The Atari 5200, as designed, was more powerful than Mattel's Intellivision and roughly equivalent to Coleco's ColecoVision, both of which were the 2600's main competition at the time and the systems Atari had to target in order to remain technologically competitive in the console marketplace. Besides the unusually large size of the 5200 console, the controversial automatic RF switch box (incompatible with many televisions of the day without the included adapter) that also supplied power to the system and the innovation of four controller ports (the Atari 800 computer also featured four controller ports), the most notable feature of the system was the inclusion of analog joysticks, which to the frustration of most gamers were fragile and did not self center (or as "The Game Doctor", Bill Kunkel, put it, "dead fish floppo"), but had a keypad that accepted overlays and featured one of the first pause buttons. Part of the 5200's girth accommodated storage for these controllers to the rear of the console, as well as a wire wrap underneath.
Alienating a significant number of Atari 2600 users, the Atari 5200 was not backwards compatible with the popular system, requiring the purchase of all new software. With a lackluster initial game line-up, featuring cartridges with versions of software like "Pac-Man", "Space Invaders" and "Breakout" that were already available on other systems, there was little incentive for many consumers to not consider the competition when upgrading consoles. With the poorly designed controllers, the few games that were otherwise impressive technically were difficult to control.
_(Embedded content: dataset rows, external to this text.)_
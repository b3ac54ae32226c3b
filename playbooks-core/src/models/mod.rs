mod actor;
mod metric;
mod patch;
mod playbook;

pub use actor::{Actor, Capability};
pub use metric::{Metric, MetricId, MetricType, MetricUpdate, NewMetric};
pub use patch::Patch;
pub use playbook::{Playbook, PlaybookField, PlaybookId, PlaybookUpdate};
For games actually designed around the non-centering analog joysticks, like Atari's own "Countermeasure" or "Space Dungeon", the system fared much better, but unfortunately these types of games were few and far between.
Realizing some of their mistakes, Atari released a smaller, two controller port Atari 5200 with a standard television switch box and independent power supply. In addition, the company released an Atari 2600 cartridge adapter to directly address an advantage that Mattel and Coleco had for their systems. Unfortunately, this add-on did not work with most of the 4-port 5200 models without significant modifications to the consoles themselves.
Despite all of these set-backs, the Atari 5200 had a slow, but steady user growth cycle. Other hardware, like the trak-ball, was well designed and received good overall software support. The joystick holders that came with certain games, like "Robotron: 2084", were appreciated by hardcore gamers for allowing arcade authentic simultaneous use of two joysticks. Third party software support was fairly limited, but there were many games in development right up to early 1984. Unfortunately, by 1984, the console game market as a whole was mired in the throes of the infamous videogame crash, which left no mainstream console survivors or software support.